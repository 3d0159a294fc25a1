use std::io;
use thiserror::Error;

#[derive(Debug, Error)]
pub enum SearchError {
    #[error("malformed input '{name}': {msg}")]
    InputMalformed { name: String, msg: String },

    #[error("invalid character '{ch}' at position {pos}")]
    InvalidChar { ch: char, pos: usize },

    #[error("resource exhausted: requested {requested} bins, {available} available")]
    ResourceExhausted { requested: usize, available: usize },

    #[error("numerically degenerate alignment for '{name}' (log partition {log_z})")]
    NumericDegenerate { name: String, log_z: f32 },

    #[error("entry {entry} not found in database {db}")]
    NotFound { db: usize, entry: usize },

    #[error("database {db} unavailable: {msg}")]
    Database { db: usize, msg: String },

    #[error("invalid configuration: {msg}")]
    Config { msg: String },

    #[error("config parse error: {0}")]
    ConfigParse(#[from] toml::de::Error),

    #[error("io error: {0}")]
    Io(#[from] io::Error),
}

impl SearchError {
    pub(crate) fn malformed(name: &str, msg: impl Into<String>) -> Self {
        SearchError::InputMalformed {
            name: name.to_string(),
            msg: msg.into(),
        }
    }

    /// Errors that concern a single query/subject pair and must not abort a batch.
    pub fn is_per_pair(&self) -> bool {
        matches!(
            self,
            SearchError::InputMalformed { .. }
                | SearchError::InvalidChar { .. }
                | SearchError::NumericDegenerate { .. }
                | SearchError::NotFound { .. }
        )
    }
}

pub type SearchResult<T> = Result<T, SearchError>;
/// Parallel map: apply `$f` to each element of `$slice`, collecting into a Vec.
macro_rules! par_map {
    ($slice:expr, $f:expr) => {{
        #[cfg(feature = "parallel")]
        {
            use rayon::iter::{IntoParallelRefIterator, ParallelIterator};
            $slice.par_iter().map($f).collect()
        }
        #[cfg(not(feature = "parallel"))]
        {
            $slice.iter().map($f).collect()
        }
    }};
}

/// Parallel by-value map over an owned Vec, preserving order.
macro_rules! par_map_owned {
    ($vec:expr, $f:expr) => {{
        #[cfg(feature = "parallel")]
        {
            use rayon::iter::{IntoParallelIterator, ParallelIterator};
            $vec.into_par_iter().map($f).collect()
        }
        #[cfg(not(feature = "parallel"))]
        {
            $vec.into_iter().map($f).collect()
        }
    }};
}

/// Fixed-size worker pool. Every `par_*` call made inside [`WorkerPool::install`]
/// runs on this pool's threads instead of rayon's global pool.
pub struct WorkerPool {
    threads: usize,
    #[cfg(feature = "parallel")]
    pool: rayon::ThreadPool,
}

impl WorkerPool {
    pub fn new(threads: usize) -> crate::error::SearchResult<Self> {
        let threads = threads.max(1);
        #[cfg(feature = "parallel")]
        {
            let pool = rayon::ThreadPoolBuilder::new()
                .num_threads(threads)
                .thread_name(|i| format!("hhblits-worker-{i}"))
                .build()
                .map_err(|e| crate::error::SearchError::Config {
                    msg: format!("cannot start {threads} worker threads: {e}"),
                })?;
            Ok(Self { threads, pool })
        }
        #[cfg(not(feature = "parallel"))]
        {
            Ok(Self { threads })
        }
    }

    pub fn threads(&self) -> usize {
        self.threads
    }

    pub fn install<R, F>(&self, f: F) -> R
    where
        F: FnOnce() -> R + Send,
        R: Send,
    {
        #[cfg(feature = "parallel")]
        {
            self.pool.install(f)
        }
        #[cfg(not(feature = "parallel"))]
        {
            f()
        }
    }
}
impl QueryAlignment {
    /// Alignment holding only the query row. The query row defines the match
    /// columns and is never filtered.
    pub fn new(
        name: impl Into<String>,
        query_row: &[u8],
        filter: &FilterConfig,
        keep_all: bool,
    ) -> SearchResult<Self> {
        let name = name.into();
        let parsed = A3mRow::parse(query_row)?;
        if parsed.matches.is_empty() {
            return Err(SearchError::malformed(&name, "query has no match columns"));
        }
        let mut filtered = BitSet::new();
        filtered.insert(0);
        Ok(Self {
            match_len: parsed.matches.len(),
            seqs: vec![AlignedSeq {
                name: name.clone(),
                a3m: query_row.to_vec(),
                parsed,
            }],
            name,
            filtered,
            keep_all,
            max_seqid: filter.max_seqid,
            min_coverage: filter.min_coverage,
        })
    }

    /// First row is the query; the rest go through the filter.
    pub fn from_a3m(
        name: impl Into<String>,
        rows: &[&[u8]],
        filter: &FilterConfig,
        keep_all: bool,
    ) -> SearchResult<Self> {
        let name = name.into();
        let Some((first, rest)) = rows.split_first() else {
            return Err(SearchError::malformed(&name, "alignment has no sequences"));
        };
        let mut qali = Self::new(name, first, filter, keep_all)?;
        for (k, row) in rest.iter().enumerate() {
            let row_name = format!("{}_{}", qali.name, k + 1);
            qali.append_row(row_name, row)?;
        }
        Ok(qali)
    }

    pub fn name(&self) -> &str {
        &self.name
    }

    /// Query length.
    pub fn num_match_columns(&self) -> usize {
        self.match_len
    }

    /// Match columns plus, for every insertion slot, the widest insertion
    /// carried by any stored row.
    pub fn num_columns(&self) -> usize {
        let (lead, widths) = self.insert_widths(View::All);
        self.match_len + lead + widths.iter().sum::<usize>()
    }

    pub fn len(&self, view: View) -> usize {
        match view {
            View::Filtered => self.filtered.len(),
            View::All => self.seqs.len(),
        }
    }

    pub fn keeps_all(&self) -> bool {
        self.keep_all
    }

    pub fn rows(&self, view: View) -> impl Iterator<Item = &AlignedSeq> + '_ {
        self.seqs
            .iter()
            .enumerate()
            .filter(move |(k, _)| view == View::All || self.filtered.contains(*k))
            .map(|(_, s)| s)
    }

    pub fn append_row(&mut self, name: impl Into<String>, row: &[u8]) -> SearchResult<Appended> {
        let name = name.into();
        let parsed = A3mRow::parse(row)?;
        if parsed.matches.len() != self.match_len {
            return Err(SearchError::malformed(
                &name,
                format!(
                    "{} match columns, query has {}",
                    parsed.matches.len(),
                    self.match_len
                ),
            ));
        }
        let outcome = if self.admits(&parsed) {
            Appended::Filtered
        } else if self.keep_all {
            Appended::AllOnly
        } else {
            return Ok(Appended::Dropped);
        };
        let slot = self.seqs.len();
        self.seqs.push(AlignedSeq {
            name,
            a3m: row.to_vec(),
            parsed,
        });
        if outcome == Appended::Filtered {
            self.filtered.insert(slot);
        }
        Ok(outcome)
    }

    fn admits(&self, row: &A3mRow) -> bool {
        let coverage = row.coverage() as f32 / self.match_len as f32;
        if coverage < self.min_coverage {
            return false;
        }
        self.filtered
            .iter()
            .all(|k| identity(&self.seqs[k].parsed, row) <= self.max_seqid)
    }

    /// Fold every seed row of `subject` into the alignment, projected onto the
    /// query columns through the hit's path. Subject columns aligned to a query
    /// gap become lower-case insertions; query columns outside the hit or
    /// against a subject gap become `-`.
    pub fn merge_hit(&mut self, subject: &Profile, hit: &Hit) -> SearchResult<MergeCount> {
        let (q_used, s_used) = hit.path.consumed();
        if hit.query_range.end > self.match_len
            || hit.subject_range.end > subject.len()
            || q_used != hit.query_range.len()
            || s_used != hit.subject_range.len()
        {
            return Err(SearchError::malformed(
                subject.name(),
                format!(
                    "hit path does not fit query {:?} / subject {:?}",
                    hit.query_range, hit.subject_range
                ),
            ));
        }

        let seeds: Vec<Vec<u8>> = if subject.seed().is_empty() {
            vec![consensus(subject)]
        } else {
            subject.seed().to_vec()
        };
        let mut count = MergeCount {
            offered: seeds.len(),
            ..MergeCount::default()
        };
        for (k, seed) in seeds.iter().enumerate() {
            let row = self.project(subject, seed, hit)?;
            let name = if k == 0 {
                subject.name().to_string()
            } else {
                format!("{}_{k}", subject.name())
            };
            match self.append_row(name, &row)? {
                Appended::Filtered => count.filtered += 1,
                Appended::AllOnly => count.all_only += 1,
                Appended::Dropped => {}
            }
        }
        Ok(count)
    }

    fn project(&self, subject: &Profile, seed: &[u8], hit: &Hit) -> SearchResult<Vec<u8>> {
        let (residues, inserts) = split_slots(seed);
        if residues.len() != subject.len() {
            return Err(SearchError::malformed(
                subject.name(),
                format!(
                    "seed row has {} match columns, profile has {}",
                    residues.len(),
                    subject.len()
                ),
            ));
        }
        let end = hit.subject_range.end;
        // insertions trailing the last aligned subject column are dropped
        let tail = |out: &mut Vec<u8>, j: usize| {
            if j + 1 < end {
                out.extend(inserts[j + 1].iter().map(u8::to_ascii_lowercase));
            }
        };

        let mut out = Vec::with_capacity(self.match_len + hit.subject_range.len());
        out.resize(hit.query_range.start, b'-');
        let mut j = hit.subject_range.start;
        for &(op, n) in &hit.path.ops {
            for _ in 0..n {
                match op {
                    PathOp::Match => {
                        out.push(residues[j].to_ascii_uppercase());
                        tail(&mut out, j);
                        j += 1;
                    }
                    PathOp::Ins => out.push(b'-'),
                    PathOp::Del => {
                        if residues[j] != b'-' {
                            out.push(residues[j].to_ascii_lowercase());
                        }
                        tail(&mut out, j);
                        j += 1;
                    }
                }
            }
        }
        out.extend(std::iter::repeat(b'-').take(self.match_len - hit.query_range.end));
        Ok(out)
    }

    /// Profile of the filtered view.
    pub fn profile(&self) -> SearchResult<Profile> {
        let rows: Vec<&[u8]> = self.rows(View::Filtered).map(|s| s.a3m()).collect();
        Profile::from_a3m_rows(self.name.clone(), &rows)
    }

    /// Rows of a view padded to a common width: insertions are padded with
    /// `.`, so every returned row has the same length.
    pub fn expanded_rows(&self, view: View) -> Vec<Vec<u8>> {
        let (lead, widths) = self.insert_widths(view);
        let width = self.match_len + lead + widths.iter().sum::<usize>();
        self.rows(view)
            .map(|s| {
                let (residues, inserts) = split_slots(&s.a3m);
                let mut out = Vec::with_capacity(width);
                pad_insert(&mut out, &inserts[0], lead);
                for (i, &r) in residues.iter().enumerate() {
                    out.push(r);
                    pad_insert(&mut out, &inserts[i + 1], widths[i]);
                }
                out
            })
            .collect()
    }

    /// Widest leading insertion and widest insertion after each match column.
    fn insert_widths(&self, view: View) -> (usize, Vec<usize>) {
        let mut lead = 0usize;
        let mut widths = vec![0usize; self.match_len];
        for s in self.rows(view) {
            lead = lead.max(s.parsed.leading);
            for (w, &n) in widths.iter_mut().zip(&s.parsed.inserts) {
                *w = (*w).max(n);
            }
        }
        (lead, widths)
    }
}
use super::pool::MatrixPool;
use super::posterior::{posterior_group, Envelope, PosteriorEngine, PosteriorMatrix};
use super::scalar_ref::{log_partition_scalar, score_path, viterbi_scalar};
use super::scoring::{QueryRows, ScoringContext};
use super::types::{AlignmentMode, PairOutcome, PathOp, ViterbiResult};
use super::viterbi::ViterbiEngine;
use super::lanes::LaneGroup;
use crate::alphabet::AMINO_ACIDS;
use crate::error::SearchError;
use crate::profile::{Profile, ProfileColumn, Transitions};
use proptest::prelude::*;
use std::sync::Arc;

fn ctx(mode: AlignmentMode) -> Arc<ScoringContext> {
    Arc::new(ScoringContext::new(mode, -3.0, -1.0, -0.03))
}

fn seq(name: &str, s: &[u8]) -> Profile {
    Profile::from_sequence(name, s).unwrap()
}

fn aligned(out: PairOutcome<ViterbiResult>) -> ViterbiResult {
    match out {
        PairOutcome::Aligned(r) => r,
        other => panic!("expected an alignment, got {other:?}"),
    }
}

fn residues() -> impl Strategy<Value = Vec<u8>> {
    prop::collection::vec(prop::sample::select(AMINO_ACIDS.to_vec()), 1..30)
}

#[test]
fn local_self_alignment_is_ungapped() {
    let engine = ViterbiEngine::new(ctx(AlignmentMode::Local), 4);
    let q = seq("q", b"WWCCYYHHMMKKRRFF");
    let r = aligned(engine.align_pair(&q, &q).unwrap());
    assert_eq!(r.path.ops, vec![(PathOp::Match, 16)]);
    assert_eq!(r.query_range, 0..16);
    assert_eq!(r.subject_range, 0..16);
    assert!(r.score > 50.0);
}

#[test]
fn global_self_alignment_covers_both_profiles() {
    let engine = ViterbiEngine::new(ctx(AlignmentMode::Global), 4);
    let q = seq("q", b"MKVLAAGIWHEC");
    let r = aligned(engine.align_pair(&q, &q).unwrap());
    assert_eq!(r.path.ops, vec![(PathOp::Match, 12)]);
    assert_eq!(r.query_range, 0..12);
    assert_eq!(r.subject_range, 0..12);
}

#[test]
fn global_alignment_opens_gap_for_subject_insert() {
    let engine = ViterbiEngine::new(ctx(AlignmentMode::Global), 4);
    let q = seq("q", b"WWCCYYHHMMWWCCYYHHMM");
    let t = seq("t", b"WWCCYYHHMMAAAAWWCCYYHHMM");
    let r = aligned(engine.align_pair(&q, &t).unwrap());
    assert_eq!(r.path.consumed(), (20, 24));
    assert!(r.path.ops.iter().any(|&(op, n)| op == PathOp::Del && n == 4));
    let rescored = score_path(engine.context(), &q, &t, &r);
    assert!((rescored - r.score).abs() < 1e-2, "{rescored} vs {}", r.score);
}

fn with_insert_cost(p: &Profile, match_to_insert: f32) -> Profile {
    let t = Transitions {
        match_to_insert,
        ..Transitions::NEUTRAL
    };
    Profile::from_parts(
        p.name(),
        p.len(),
        p.columns().to_vec(),
        Some(vec![t; p.len()]),
        p.seed().to_vec(),
    )
}

#[test]
fn query_residue_against_gap_pays_the_subject_insert_cost() {
    let c = ctx(AlignmentMode::Global);
    let engine = ViterbiEngine::new(c.clone(), 2);
    let q = seq("q", b"WWCCYYHHMMKWWCCYYHHMM");
    let t = seq("t", b"WWCCYYHHMMWWCCYYHHMM");
    let plain = aligned(engine.align_pair(&q, &t).unwrap());
    assert_eq!(
        plain.path.ops,
        vec![(PathOp::Match, 10), (PathOp::Ins, 1), (PathOp::Match, 10)]
    );

    let costly_query = with_insert_cost(&q, -8.0);
    let costly_subject = with_insert_cost(&t, -8.0);
    let by_query = aligned(engine.align_pair(&costly_query, &t).unwrap());
    let by_subject = aligned(engine.align_pair(&q, &costly_subject).unwrap());
    assert!((by_query.score - plain.score).abs() < 1e-3);
    assert!((plain.score - by_subject.score - 8.0).abs() < 1e-3);

    let scalar = aligned(viterbi_scalar(&c, &q, &costly_subject).unwrap());
    assert!((scalar.score - by_subject.score).abs() < 1e-3);
    let rescored = score_path(&c, &q, &costly_subject, &by_subject);
    assert!((rescored - by_subject.score).abs() < 1e-3);
}

#[test]
fn subject_residue_against_gap_pays_the_query_insert_cost() {
    let c = ctx(AlignmentMode::Global);
    let engine = ViterbiEngine::new(c.clone(), 2);
    let q = seq("q", b"WWCCYYHHMMWWCCYYHHMM");
    let t = seq("t", b"WWCCYYHHMMKWWCCYYHHMM");
    let plain = aligned(engine.align_pair(&q, &t).unwrap());
    let by_query = aligned(engine.align_pair(&with_insert_cost(&q, -8.0), &t).unwrap());
    let by_subject = aligned(engine.align_pair(&q, &with_insert_cost(&t, -8.0)).unwrap());
    assert!((plain.score - by_query.score - 8.0).abs() < 1e-3);
    assert!((by_subject.score - plain.score).abs() < 1e-3);
}

#[test]
fn local_alignment_finds_embedded_segment() {
    let engine = ViterbiEngine::new(ctx(AlignmentMode::Local), 4);
    let q = seq("q", b"AAAAAWWCCYYHHMMAAAAA");
    let t = seq("t", b"GGGWWCCYYHHMMGGG");
    let r = aligned(engine.align_pair(&q, &t).unwrap());
    assert_eq!(r.query_range, 5..15);
    assert_eq!(r.subject_range, 3..13);
}

#[test]
fn batch_results_do_not_depend_on_bin_slot() {
    let engine = ViterbiEngine::new(ctx(AlignmentMode::Local), 16);
    let q = seq("q", b"MKVLAAGIWHECYYRR");
    let raw: [&[u8]; 10] = [
        b"MKVLAGIWHECYRR",
        b"GGWHECYYRRKV",
        b"MKVLAAGIW",
        b"PPPPPPPP",
        b"HECYYRRMKVLAAGIW",
        b"MKVIAAGLWHDCYYKR",
        b"AAGIW",
        b"WHEC",
        b"MKVLAAGIWHECYYRRMKVLAAGIWHECYYRR",
        b"CY",
    ];
    let subjects: Vec<Profile> = raw
        .iter()
        .enumerate()
        .map(|(k, s)| seq(&format!("s{k}"), s))
        .collect();
    let forward: Vec<&Profile> = subjects.iter().collect();
    let mut reversed = forward.clone();
    reversed.reverse();

    let a = engine.align_batch(&q, &forward).unwrap();
    let mut b = engine.align_batch(&q, &reversed).unwrap();
    b.reverse();
    for (x, y) in a.into_iter().zip(b) {
        assert_eq!(aligned(x), aligned(y));
    }
}

#[test]
fn oversized_batch_is_rejected() {
    let engine = ViterbiEngine::new(ctx(AlignmentMode::Local), 2);
    let q = seq("q", b"MKV");
    let err = engine.align_batch(&q, &[&q, &q, &q]).unwrap_err();
    assert!(matches!(err, SearchError::ResourceExhausted { requested: 3, .. }));
}

#[test]
fn pair_failures_stay_in_their_slot() {
    let mut scoring = ScoringContext::new(AlignmentMode::Local, -3.0, -1.0, 0.0);
    scoring.min_len = 3;
    let engine = ViterbiEngine::new(Arc::new(scoring), 4);
    let q = seq("q", b"MKVLAAG");
    let short = seq("short", b"MK");
    let broken = Profile::from_parts("broken", 5, vec![ProfileColumn::background(); 2], None, vec![]);
    let good = seq("good", b"MKVLA");
    let out = engine.align_batch(&q, &[&short, &broken, &good]).unwrap();
    assert!(matches!(out[0], PairOutcome::NoMatch));
    assert!(matches!(out[1], PairOutcome::Failed(SearchError::InputMalformed { .. })));
    assert!(out[2].aligned().is_some());
}

#[test]
fn profiles_with_transitions_match_scalar_reference() {
    let rows: Vec<&[u8]> = vec![
        b"MKVLAAGIWHECYYRR",
        b"MKV-AAGIWhhHECYYRR",
        b"MKVLA-GIWHECY-RR",
        b"MRVLAAGLWHEcCYYKR",
    ];
    let q = Profile::from_a3m_rows("q", &rows).unwrap();
    let t_rows: Vec<&[u8]> = vec![b"MKVLAGIWHECYRR", b"MKVLAgGIWHDCYRR"];
    let t = Profile::from_a3m_rows("t", &t_rows).unwrap();
    for mode in [AlignmentMode::Local, AlignmentMode::Global] {
        let c = ctx(mode);
        let engine = ViterbiEngine::new(c.clone(), 2);
        let simd = aligned(engine.align_pair(&q, &t).unwrap());
        let scalar = aligned(viterbi_scalar(&c, &q, &t).unwrap());
        assert!((simd.score - scalar.score).abs() < 1e-2);
        let rescored = score_path(&c, &q, &t, &simd);
        assert!((rescored - simd.score).abs() < 1e-2, "{mode:?}: {rescored} vs {}", simd.score);
    }
}

proptest! {
    #[test]
    fn batch_scores_match_scalar_reference(
        q in residues(),
        subjects in prop::collection::vec(residues(), 1..12),
        global in any::<bool>(),
    ) {
        let mode = if global { AlignmentMode::Global } else { AlignmentMode::Local };
        let c = ctx(mode);
        let engine = ViterbiEngine::new(c.clone(), 16);
        let query = seq("q", &q);
        let profiles: Vec<Profile> = subjects.iter().enumerate().map(|(k, s)| seq(&format!("s{k}"), s)).collect();
        let refs: Vec<&Profile> = profiles.iter().collect();
        let out = engine.align_batch(&query, &refs).unwrap();
        for (res, subject) in out.into_iter().zip(&profiles) {
            let simd = aligned(res);
            let scalar = aligned(viterbi_scalar(&c, &query, subject).unwrap());
            let tol = 1e-3 * (q.len() + subject.len()) as f32;
            prop_assert!((simd.score - scalar.score).abs() <= tol);
            let (dq, dt) = simd.path.consumed();
            prop_assert_eq!(dq, simd.query_range.len());
            prop_assert_eq!(dt, simd.subject_range.len());
            let rescored = score_path(&c, &query, subject, &simd);
            prop_assert!((rescored - simd.score).abs() <= tol);
        }
    }
}

proptest! {
    #[test]
    fn local_paths_start_and_end_with_match(q in residues(), t in residues()) {
        let c = ctx(AlignmentMode::Local);
        let engine = ViterbiEngine::new(c, 1);
        let r = aligned(engine.align_pair(&seq("q", &q), &seq("t", &t)).unwrap());
        prop_assert_eq!(r.path.ops.first().map(|o| o.0), Some(PathOp::Match));
        prop_assert_eq!(r.path.ops.last().map(|o| o.0), Some(PathOp::Match));
    }
}

fn posteriors(
    c: &ScoringContext,
    query: &Profile,
    subjects: &[&Profile],
    envs: &[Option<&Envelope>],
) -> (Vec<Vec<Vec<f32>>>, Vec<f32>) {
    let pool: MatrixPool<PosteriorMatrix> = MatrixPool::new(subjects.len());
    let mut mats = pool.lease(subjects.len()).unwrap();
    let group = LaneGroup::new(c, subjects);
    let qrows = QueryRows::new(c, query);
    let log_z = posterior_group(c, query, &qrows, &group, envs, &mut mats);
    let probs = subjects
        .iter()
        .zip(&mats)
        .map(|(s, m)| {
            (1..=query.len())
                .map(|i| (1..=s.len()).map(|j| m.probability(i, j)).collect())
                .collect()
        })
        .collect();
    (probs, log_z[..subjects.len()].to_vec())
}

#[test]
fn posterior_rows_are_distributions() {
    for mode in [AlignmentMode::Local, AlignmentMode::Global] {
        let c = ctx(mode);
        let q = seq("q", b"MKVLAAGIWHECYYRR");
        let a = seq("a", b"MKVLAGIWHECYRR");
        let b = seq("b", b"GGWHECYYRRKV");
        let (probs, log_z) = posteriors(&c, &q, &[&a, &b], &[None, None]);
        for (k, s) in [&a, &b].iter().enumerate() {
            let reference = log_partition_scalar(&c, &q, s);
            assert!(
                (log_z[k] - reference).abs() <= 1e-3 * reference.abs().max(1.0),
                "{mode:?}: {} vs {reference}",
                log_z[k]
            );
            for row in &probs[k] {
                let total: f32 = row.iter().sum();
                assert!(total <= 1.0 + 1e-3, "{mode:?}: row sum {total}");
                assert!(row.iter().all(|p| (0.0..=1.0).contains(p)));
            }
        }
    }
}

#[test]
fn posterior_is_deterministic_and_slot_invariant() {
    let c = ctx(AlignmentMode::Local);
    let q = seq("q", b"MKVLAAGIWHECYYRR");
    let a = seq("a", b"MKVLAGIWHECYRR");
    let b = seq("b", b"HECYYRRMKV");
    let (first, za) = posteriors(&c, &q, &[&a, &b], &[None, None]);
    let (second, zb) = posteriors(&c, &q, &[&b, &a], &[None, None]);
    assert_eq!(first[0], second[1]);
    assert_eq!(first[1], second[0]);
    assert_eq!(za[0], zb[1]);
}

#[test]
fn mac_recovers_self_alignment() {
    let engine = PosteriorEngine::new(ctx(AlignmentMode::Local), 2, 0.35);
    let q = seq("q", b"WWCCYYHHMMKKRRFF");
    let out = engine.decode_pair(&q, &q, None).unwrap();
    let PairOutcome::Aligned(r) = out else {
        panic!("expected alignment");
    };
    assert_eq!(r.path.ops, vec![(PathOp::Match, 16)]);
    assert_eq!(r.query_range, 0..16);
    assert!(r.mean_probability > 0.9);
    assert!(r.sum_probability <= 16.0 + 1e-3);
}

#[test]
fn envelope_keeps_realignment_near_previous_path() {
    let c = ctx(AlignmentMode::Local);
    let viterbi = ViterbiEngine::new(c.clone(), 1);
    let q = seq("q", b"WWCCYYHHMMAAAAWWCCYYHHMM");
    let t = seq("t", b"WWCCYYHHMM");
    let v = aligned(viterbi.align_pair(&q, &t).unwrap());
    let env = Envelope::around_path(
        q.len(),
        t.len(),
        v.query_range.start,
        v.subject_range.start,
        &v.path,
        2,
    );
    let engine = PosteriorEngine::new(c, 1, 0.35);
    let out = engine.decode_pair(&q, &t, Some(&env)).unwrap();
    let PairOutcome::Aligned(r) = out else {
        panic!("expected alignment");
    };
    assert!(r.query_range.start + 2 >= v.query_range.start);
    assert!(r.query_range.end <= v.query_range.end + 2);
}

#[test]
fn empty_envelope_is_numerically_degenerate() {
    let engine = PosteriorEngine::new(ctx(AlignmentMode::Local), 1, 0.35);
    let q = seq("q", b"MKVLA");
    let t = seq("t", b"MKVLA");
    let empty = Envelope::around_path(5, 5, 0, 0, &Default::default(), 0);
    let out = engine.decode_pair(&q, &t, Some(&empty)).unwrap();
    assert!(matches!(
        out,
        PairOutcome::Failed(SearchError::NumericDegenerate { .. })
    ));
}

#[test]
fn envelope_bounds_follow_path() {
    let mut path = super::types::AlignmentPath::default();
    path.push(PathOp::Match, 3);
    path.push(PathOp::Del, 2);
    path.push(PathOp::Match, 2);
    let env = Envelope::around_path(10, 10, 2, 0, &path, 0);
    assert!(env.contains(3, 1));
    assert!(env.contains(5, 5));
    assert!(env.contains(6, 6));
    assert!(!env.contains(1, 1));
    assert!(!env.contains(3, 4));
    assert!(Envelope::full(4, 4).contains(4, 4));
}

◇ ◇ ◇ ◇ ◇

Please filter the entries for the word "push" and copy the lines that have it.

• Answer to this task
        self.seqs.push(AlignedSeq {
                        out.push(residues[j].to_ascii_uppercase());
                    PathOp::Ins => out.push(b'-'),
                            out.push(residues[j].to_ascii_lowercase());
                    out.push(r);
    path.push(PathOp::Match, 3);
    path.push(PathOp::Del, 2);
    path.push(PathOp::Match, 2);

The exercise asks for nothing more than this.